Understanding the effect of liquid crystal content on the phase behavior and mechanical properties of liquid crystal elastomers

Abstract

Liquid crystal elastomers are stimuli-responsive, shape-shifting materials. They typically require high temperatures for actuation which prohibits their use in many applications, such as biomedical devices. In this work, we demonstrate a simple and general approach to tune the order-to-disorder transition temperature (T_ODT) or nematic-to-isotropic transition temperature (T_NI) of LCEs through variation of the overall liquid crystal mass content.
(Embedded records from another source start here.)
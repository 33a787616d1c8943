//! Space heating climate entity
//!
//! Mode and action are derived from the indoor unit's power and operation
//! mode plus the outdoor unit's operation status and defrost step. The
//! outdoor values are taken from the indoor unit when it relays them,
//! otherwise from the first outdoor unit in the registry.

use nasa_client::{AttributeValue, DataType, MessageId};
use std::collections::BTreeMap;
use std::fmt;

use crate::context::EntityContext;
use crate::enums::{DefrostStep, OperationMode, OutdoorOperationStatus};
use crate::error::{EntityError, Result};
use crate::extractor::EntityValue;
use crate::helpers::temperature_control_mode;
use crate::messages::{
    IN_CURRENT_HUMIDITY, IN_OPERATION_MODE, IN_OPERATION_POWER, IN_ROOM_TEMPERATURE,
    IN_TARGET_TEMPERATURE, OUT_DEFROST_STEP, OUT_OPERATION_STATUS,
};
use crate::platform::{EhsEntity, Platform};

#[derive(Debug, Clone, Copy, PartialEq, Eq, Hash)]
pub enum HvacMode {
    Auto,
    Cool,
    Heat,
    FanOnly,
    Off,
}

impl HvacMode {
    pub const ALL: [HvacMode; 5] = [
        HvacMode::Auto,
        HvacMode::Cool,
        HvacMode::Heat,
        HvacMode::FanOnly,
        HvacMode::Off,
    ];

    pub fn as_str(&self) -> &'static str {
        match self {
            HvacMode::Auto => "auto",
            HvacMode::Cool => "cool",
            HvacMode::Heat => "heat",
            HvacMode::FanOnly => "fan_only",
            HvacMode::Off => "off",
        }
    }

    fn from_operation_mode(mode: OperationMode) -> Option<Self> {
        match mode {
            OperationMode::Auto => Some(HvacMode::Auto),
            OperationMode::Cool => Some(HvacMode::Cool),
            OperationMode::Heat => Some(HvacMode::Heat),
            OperationMode::Fan => Some(HvacMode::FanOnly),
            OperationMode::Dry => None,
        }
    }

    fn operation_mode(&self) -> Option<OperationMode> {
        match self {
            HvacMode::Auto => Some(OperationMode::Auto),
            HvacMode::Cool => Some(OperationMode::Cool),
            HvacMode::Heat => Some(OperationMode::Heat),
            HvacMode::FanOnly => Some(OperationMode::Fan),
            HvacMode::Off => None,
        }
    }
}

impl fmt::Display for HvacMode {
    fn fmt(&self, f: &mut fmt::Formatter<'_>) -> fmt::Result {
        f.write_str(self.as_str())
    }
}

#[derive(Debug, Clone, Copy, PartialEq, Eq, Hash)]
pub enum HvacAction {
    Cooling,
    Heating,
    Preheating,
    Defrosting,
    Idle,
    Off,
}

impl HvacAction {
    pub fn as_str(&self) -> &'static str {
        match self {
            HvacAction::Cooling => "cooling",
            HvacAction::Heating => "heating",
            HvacAction::Preheating => "preheating",
            HvacAction::Defrosting => "defrosting",
            HvacAction::Idle => "idle",
            HvacAction::Off => "off",
        }
    }
}

#[derive(Debug)]
pub struct Climate {
    context: EntityContext,
}

impl Climate {
    pub const KEY: &'static str = "heating";

    pub fn new(context: EntityContext) -> Self {
        Self { context }
    }

    fn power(&self) -> Option<bool> {
        self.context
            .attribute(IN_OPERATION_POWER)
            .and_then(|value| value.as_bool())
    }

    fn float(&self, id: MessageId) -> Option<f64> {
        self.context.attribute(id).and_then(|value| value.as_f64())
    }

    /// Outdoor value relayed by this unit, or read from an outdoor unit
    fn outdoor_value(&self, id: MessageId) -> Option<AttributeValue> {
        if let Some(value) = self.context.attribute(id) {
            return Some(value);
        }
        let registry = self.context.coordinator().devices();
        registry
            .addresses()
            .into_iter()
            .filter(|address| address.is_outdoor())
            .find_map(|address| registry.get(&address)?.attribute(id))
    }

    pub fn outdoor_operation_status(&self) -> Option<OutdoorOperationStatus> {
        self.outdoor_value(OUT_OPERATION_STATUS)?
            .as_i64()
            .map(OutdoorOperationStatus::from_value)
    }

    /// Unknown defrost state reads as no defrost
    pub fn defrost_step(&self) -> DefrostStep {
        self.outdoor_value(OUT_DEFROST_STEP)
            .and_then(|value| value.as_i64())
            .map_or(DefrostStep::NoDefrost, DefrostStep::from_value)
    }

    pub fn current_temperature(&self) -> Option<f64> {
        self.float(IN_ROOM_TEMPERATURE)
    }

    pub fn target_temperature(&self) -> Option<f64> {
        self.float(IN_TARGET_TEMPERATURE)
    }

    pub fn current_humidity(&self) -> Option<f64> {
        self.float(IN_CURRENT_HUMIDITY)
    }

    pub fn hvac_modes(&self) -> &'static [HvacMode] {
        &HvacMode::ALL
    }

    /// `Off` while power is off or unknown; `None` for modes without a
    /// climate equivalent
    pub fn hvac_mode(&self) -> Option<HvacMode> {
        self.context.device()?;
        if !self.power().unwrap_or(false) {
            return Some(HvacMode::Off);
        }
        self.context
            .attribute(IN_OPERATION_MODE)
            .and_then(|value| value.as_i64())
            .and_then(OperationMode::from_value)
            .and_then(HvacMode::from_operation_mode)
    }

    pub fn hvac_action(&self) -> Option<HvacAction> {
        let power = self.power()?;
        let mode = self.hvac_mode()?;
        let status = self.outdoor_operation_status();
        let running = status == Some(OutdoorOperationStatus::Normal);

        if power && running && mode == HvacMode::Cool {
            return Some(HvacAction::Cooling);
        }
        if power && running && mode == HvacMode::Heat {
            return Some(HvacAction::Heating);
        }
        if status == Some(OutdoorOperationStatus::Safety) {
            return Some(HvacAction::Preheating);
        }
        if self.defrost_step().is_defrosting() {
            return Some(HvacAction::Defrosting);
        }
        if !power {
            return Some(HvacAction::Off);
        }
        Some(HvacAction::Idle)
    }

    /// Write the space heating setpoint for the current control mode
    pub async fn set_temperature(&self, temperature: f64) -> Result<()> {
        if !temperature.is_finite() {
            return Err(EntityError::InvalidValue(format!(
                "temperature {}",
                temperature
            )));
        }
        let device = self
            .context
            .device()
            .ok_or_else(|| EntityError::Unavailable(self.unique_id().to_string()))?;
        let mode = temperature_control_mode(&device).ok_or_else(|| {
            tracing::debug!("{}: temperature control mode not known yet", self.unique_id());
            EntityError::Unavailable(self.unique_id().to_string())
        })?;

        self.context
            .write(
                mode.target_message(),
                DataType::Request,
                AttributeValue::Float(temperature),
            )
            .await
    }

    pub async fn set_hvac_mode(&self, mode: HvacMode) -> Result<()> {
        let Some(operation_mode) = mode.operation_mode() else {
            return self.turn_off().await;
        };
        self.context
            .write(
                IN_OPERATION_MODE,
                DataType::Request,
                AttributeValue::Integer(operation_mode.value()),
            )
            .await?;
        self.turn_on().await
    }

    pub async fn turn_on(&self) -> Result<()> {
        self.set_power(true).await
    }

    pub async fn turn_off(&self) -> Result<()> {
        self.set_power(false).await
    }

    async fn set_power(&self, on: bool) -> Result<()> {
        self.context
            .write(IN_OPERATION_POWER, DataType::Request, AttributeValue::Bool(on))
            .await
    }
}

impl EhsEntity for Climate {
    fn context(&self) -> &EntityContext {
        &self.context
    }

    fn platform(&self) -> Platform {
        Platform::Climate
    }

    fn available(&self) -> bool {
        self.context.device().is_some()
    }

    fn state(&self) -> Option<EntityValue> {
        self.hvac_mode().map(|mode| EntityValue::from(mode.as_str()))
    }

    fn attributes(&self) -> BTreeMap<String, EntityValue> {
        let mut attributes = BTreeMap::new();
        let values = [
            ("current_temperature", self.current_temperature()),
            ("target_temperature", self.target_temperature()),
            ("current_humidity", self.current_humidity()),
        ];
        for (name, value) in values {
            if let Some(value) = value {
                attributes.insert(name.to_string(), EntityValue::Number(value));
            }
        }
        if let Some(action) = self.hvac_action() {
            attributes.insert("hvac_action".to_string(), EntityValue::from(action.as_str()));
        }
        attributes
    }
}

#[cfg(test)]
mod tests {
    use super::*;
    use crate::messages::{
        IN_FSV_2091_USE_THERMOSTAT_1, IN_FSV_2092_USE_THERMOSTAT_2,
        IN_WATER_LAW_TARGET_TEMPERATURE, IN_WATER_OUTLET_TARGET_TEMPERATURE,
    };
    use ehs_coordinator::PollingCoordinator;
    use nasa_client::mock::{MockTransport, TransportCall};
    use nasa_client::{DeviceAddress, NasaTransport};
    use std::sync::Arc;

    const INDOOR: &str = "20.00.00";
    const OUTDOOR: &str = "10.00.00";

    fn climate(mock: &Arc<MockTransport>) -> Climate {
        let coordinator = Arc::new(PollingCoordinator::with_defaults(
            Arc::clone(mock) as Arc<dyn NasaTransport>
        ));
        Climate::new(EntityContext::for_device(
            coordinator,
            "entry",
            DeviceAddress::new(INDOOR),
            Climate::KEY,
        ))
    }

    fn record(mock: &MockTransport, address: &str, id: MessageId, value: AttributeValue) {
        mock.devices()
            .record_attribute(&DeviceAddress::new(address), id, value);
    }

    #[test]
    fn test_mode_is_off_without_power() {
        let mock = Arc::new(MockTransport::connected());
        let entity = climate(&mock);
        assert_eq!(entity.hvac_mode(), None, "no device yet");

        record(&mock, INDOOR, IN_OPERATION_MODE, AttributeValue::Integer(4));
        assert_eq!(entity.hvac_mode(), Some(HvacMode::Off));
        assert_eq!(entity.hvac_action(), None, "power unknown");

        record(&mock, INDOOR, IN_OPERATION_POWER, AttributeValue::Bool(true));
        assert_eq!(entity.hvac_mode(), Some(HvacMode::Heat));

        record(&mock, INDOOR, IN_OPERATION_MODE, AttributeValue::Integer(2));
        assert_eq!(entity.hvac_mode(), None, "dry has no climate mode");
    }

    #[test]
    fn test_action_uses_outdoor_unit_status() {
        let mock = Arc::new(MockTransport::connected());
        let entity = climate(&mock);
        record(&mock, INDOOR, IN_OPERATION_POWER, AttributeValue::Bool(true));
        record(&mock, INDOOR, IN_OPERATION_MODE, AttributeValue::Integer(4));
        assert_eq!(entity.hvac_action(), Some(HvacAction::Idle));

        record(&mock, OUTDOOR, OUT_OPERATION_STATUS, AttributeValue::Integer(2));
        assert_eq!(entity.hvac_action(), Some(HvacAction::Heating));

        record(&mock, OUTDOOR, OUT_OPERATION_STATUS, AttributeValue::Integer(1));
        assert_eq!(entity.hvac_action(), Some(HvacAction::Preheating));

        record(&mock, OUTDOOR, OUT_OPERATION_STATUS, AttributeValue::Integer(0));
        record(&mock, OUTDOOR, OUT_DEFROST_STEP, AttributeValue::Integer(2));
        assert_eq!(entity.hvac_action(), Some(HvacAction::Defrosting));

        record(&mock, OUTDOOR, OUT_DEFROST_STEP, AttributeValue::Integer(255));
        assert_eq!(entity.hvac_action(), Some(HvacAction::Idle));
    }

    #[test]
    fn test_relayed_status_wins_over_outdoor_unit() {
        let mock = Arc::new(MockTransport::connected());
        let entity = climate(&mock);
        record(&mock, INDOOR, IN_OPERATION_POWER, AttributeValue::Bool(true));
        record(&mock, INDOOR, IN_OPERATION_MODE, AttributeValue::Integer(1));
        record(&mock, OUTDOOR, OUT_OPERATION_STATUS, AttributeValue::Integer(0));
        record(&mock, INDOOR, OUT_OPERATION_STATUS, AttributeValue::Integer(2));

        assert_eq!(entity.hvac_action(), Some(HvacAction::Cooling));
    }

    #[test]
    fn test_action_off_when_powered_down() {
        let mock = Arc::new(MockTransport::connected());
        let entity = climate(&mock);
        record(&mock, INDOOR, IN_OPERATION_POWER, AttributeValue::Bool(false));
        record(&mock, OUTDOOR, OUT_OPERATION_STATUS, AttributeValue::Integer(2));

        assert_eq!(entity.hvac_action(), Some(HvacAction::Off));
        assert_eq!(entity.state(), Some(EntityValue::Text("off".to_string())));
    }

    #[tokio::test]
    async fn test_set_temperature_follows_control_mode() {
        let mock = Arc::new(MockTransport::connected());
        let entity = climate(&mock);
        record(&mock, INDOOR, IN_FSV_2091_USE_THERMOSTAT_1, AttributeValue::Integer(0));
        record(&mock, INDOOR, IN_FSV_2092_USE_THERMOSTAT_2, AttributeValue::Integer(0));

        assert!(matches!(
            entity.set_temperature(35.0).await,
            Err(EntityError::Unavailable(_))
        ));

        record(&mock, INDOOR, IN_OPERATION_MODE, AttributeValue::Integer(4));
        entity.set_temperature(35.0).await.unwrap();
        record(&mock, INDOOR, IN_OPERATION_MODE, AttributeValue::Integer(0));
        entity.set_temperature(1.5).await.unwrap();

        let written: Vec<MessageId> = mock
            .writes()
            .into_iter()
            .filter_map(|call| match call {
                TransportCall::Write { message, .. } => Some(message),
                _ => None,
            })
            .collect();
        assert_eq!(
            written,
            vec![IN_WATER_OUTLET_TARGET_TEMPERATURE, IN_WATER_LAW_TARGET_TEMPERATURE]
        );
    }

    #[tokio::test]
    async fn test_set_hvac_mode_writes_mode_then_power() {
        let mock = Arc::new(MockTransport::connected());
        let entity = climate(&mock);
        mock.devices().ensure_device(&DeviceAddress::new(INDOOR));

        entity.set_hvac_mode(HvacMode::Cool).await.unwrap();
        assert_eq!(entity.hvac_mode(), Some(HvacMode::Cool));

        entity.set_hvac_mode(HvacMode::Off).await.unwrap();
        assert_eq!(entity.hvac_mode(), Some(HvacMode::Off));

        let writes = mock.writes();
        assert_eq!(writes.len(), 3);
        assert_eq!(
            writes[0],
            TransportCall::Write {
                address: DeviceAddress::new(INDOOR),
                message: IN_OPERATION_MODE,
                value: AttributeValue::Integer(1),
                kind: DataType::Request,
            }
        );
    }

    #[test]
    fn test_attributes() {
        let mock = Arc::new(MockTransport::connected());
        let entity = climate(&mock);
        record(&mock, INDOOR, IN_ROOM_TEMPERATURE, AttributeValue::Float(21.5));
        record(&mock, INDOOR, IN_TARGET_TEMPERATURE, AttributeValue::Float(22.0));

        let attributes = entity.attributes();
        assert_eq!(attributes.get("current_temperature"), Some(&EntityValue::Number(21.5)));
        assert_eq!(attributes.get("target_temperature"), Some(&EntityValue::Number(22.0)));
        assert!(!attributes.contains_key("current_humidity"));
    }
}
We demonstrate reduction of the T_NI in nematic LCEs through the incorporation of non-mesogenic linkers or the addition of lithium salts, and show that the T_NI varies linearly with liquid crystal mass content over a broad range, approximately 50 °C. We also analyze data from prior reports that include three different mesogens, different network linking chemistries, and different alignment strategies, and show that the linear trend in T_ODT with liquid crystal mass content also holds for these systems. Finally, we demonstrate a simple approach to quantifying the maximum actuation strain through measurement of the soft elastic plateau and demonstrate applications of nematic LCEs with low T_ODTs, including the first body-responsive LCE that curls around a human finger due to body heat, and a fluidic channel that directionally pumps liquid when heated.